Eugene David
...The One-Minute Pundit

Monday, May 30, 2011


From a rag we associate with airheaded frivolity: a story on the hunt for a cure for AIDS:

[A]dvances in treatment have further shifted attention from the hunt for a cure. A study released in May found that early anti-retroviral therapy decreases patients’ infectiousness by a striking 96 percent. Today, most people on anti-retroviral drugs achieve an undetectable viral load—there is virtually no HIV circulating in their blood. An idea has taken hold: We can live with this.
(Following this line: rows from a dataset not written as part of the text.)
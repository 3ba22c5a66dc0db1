// src/runner.rs
use std::path::PathBuf;

use crate::{
    browser::{BrowserSession, Navigator},
    config::{NavFailurePolicy, RunOptions, consts::{READ_OK, REASON_NAV_PREFIX}},
    error::CheckError,
    input,
    model::{CheckResult, Failure, ListingCheck},
    progress::Progress,
    report,
    validate::validate,
};

/// Summary of a completed run.
#[derive(Clone, Debug, PartialEq, Eq)]
pub struct RunSummary {
    pub total: usize,
    pub failures: usize,
    pub report_path: PathBuf,
}

/// Top-level runner: load the table, launch the browser, check every row,
/// then write the report and close the browser side by side.
pub async fn run(opts: &RunOptions, progress: &mut dyn Progress) -> Result<RunSummary, CheckError> {
    let checks = input::load_checks(&opts.input_path()).await?;
    progress.log(READ_OK);

    let session = BrowserSession::open(&opts.browser).await?;
    run_session(opts, &checks, session, progress).await
}

/// Everything after the table is loaded and the navigator is open.
///
/// The navigator is closed on every path out of here. On a clean loop the
/// report write and the close run concurrently and both are awaited; a write
/// error is returned, a close error is only logged. On an aborted loop no
/// report is written.
pub async fn run_session<N: Navigator>(
    opts: &RunOptions,
    checks: &[ListingCheck],
    mut nav: N,
    progress: &mut dyn Progress,
) -> Result<RunSummary, CheckError> {
    progress.begin(checks.len());

    let failures = match run_checks(checks, &mut nav, opts.on_nav_error, progress).await {
        Ok(f) => f,
        Err(e) => {
            loge!("Run aborted: {e}");
            if let Err(close_err) = nav.close().await {
                loge!("{close_err}");
            }
            return Err(e);
        }
    };

    let report_path = opts.report_path();
    let (written, closed) = tokio::join!(
        report::write_failures(&report_path, &failures, &opts.report.file_sep),
        nav.close(),
    );
    if let Err(e) = closed {
        logw!("Ignoring close failure after a completed run: {e}");
    }
    written?;

    let summary = RunSummary { total: checks.len(), failures: failures.len(), report_path };
    logf!("Run done: {} checked, {} failed", summary.total, summary.failures);
    progress.finish(&summary);
    Ok(summary)
}

/// Check rows strictly in input order, one navigation at a time.
/// Returns the failures in the same order.
pub async fn run_checks<N: Navigator>(
    checks: &[ListingCheck],
    nav: &mut N,
    policy: NavFailurePolicy,
    progress: &mut dyn Progress,
) -> Result<Vec<Failure>, CheckError> {
    let mut failures = Vec::new();

    for check in checks {
        let result = match nav.fetch_title(&check.url).await {
            Ok(title) => validate(&title, check),
            Err(e) => match policy {
                NavFailurePolicy::Abort => return Err(e),
                NavFailurePolicy::Record => {
                    logw!("{e}");
                    CheckResult::Failure(Failure {
                        url: check.url.clone(),
                        reasons: vec![nav_reason(&e)],
                    })
                }
            },
        };

        progress.item_done(check, &result);
        if let Some(f) = result.failure() {
            failures.push(f);
        }
    }

    Ok(failures)
}

fn nav_reason(e: &CheckError) -> String {
    match e {
        CheckError::Navigation { message, .. } => join!(REASON_NAV_PREFIX, message),
        other => join!(REASON_NAV_PREFIX, &other.to_string()),
    }
}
But we cannot. Doctors will tell you that many patients still fail treatment and die. As people age with the disease, we are seeing that even those successfully treated can lose years of life. A massive multicountry study published in
The Lancet in 2008 reported that someone starting therapy at age 20 could expect to live to only 63. The following year, another study found that a group of HIV-positive patients with a median age of 56 had immune systems comparable to those of healthy 88-year-olds. The latent reservoir of HIV seems to be most to blame, producing inflammation that degrades the immune system, increasing susceptibility to age-related diseases. What’s more, research has shown that the drugs themselves can lead to increased risk of heart disease, diabetes, and osteoporosis.

The cost of treatment is also unsustainable. In the United States, second-line drugs—for people who don’t improve on standard medications—can total $30,000 a year. Cash-strapped states are trimming programs that pay for these medicines; there are now more than 8,300 people in America on waiting lists for anti-retroviral drugs. In developing countries, drugs are much cheaper—some generic regimens cost only $67 annually—but wealthy nations are wearying of picking up the bill. According to UNAIDS, 10 million people in the Third World who need treatment are not getting it at all. The math of the epidemic is unrelenting: For every three people who start treatment, five new people are infected.

A vaccine for AIDS is “probably decades away,” says Daria Hazuda, a vice-president at Merck. “There’s still an enormous amount of hope, but people now realize it’s going to be extremely complicated.” We know now that we will neither treat nor vaccinate our way out of this epidemic. But there could be another way for it to end.


And that way apparently involves stem-cell research, and you know what that means. And even this man who has been "cured" of AIDS has suffered lingering side effects. We should always hope to eradicate this scourge, but most likely it will not even be in our great-grandchildren's lifetimes.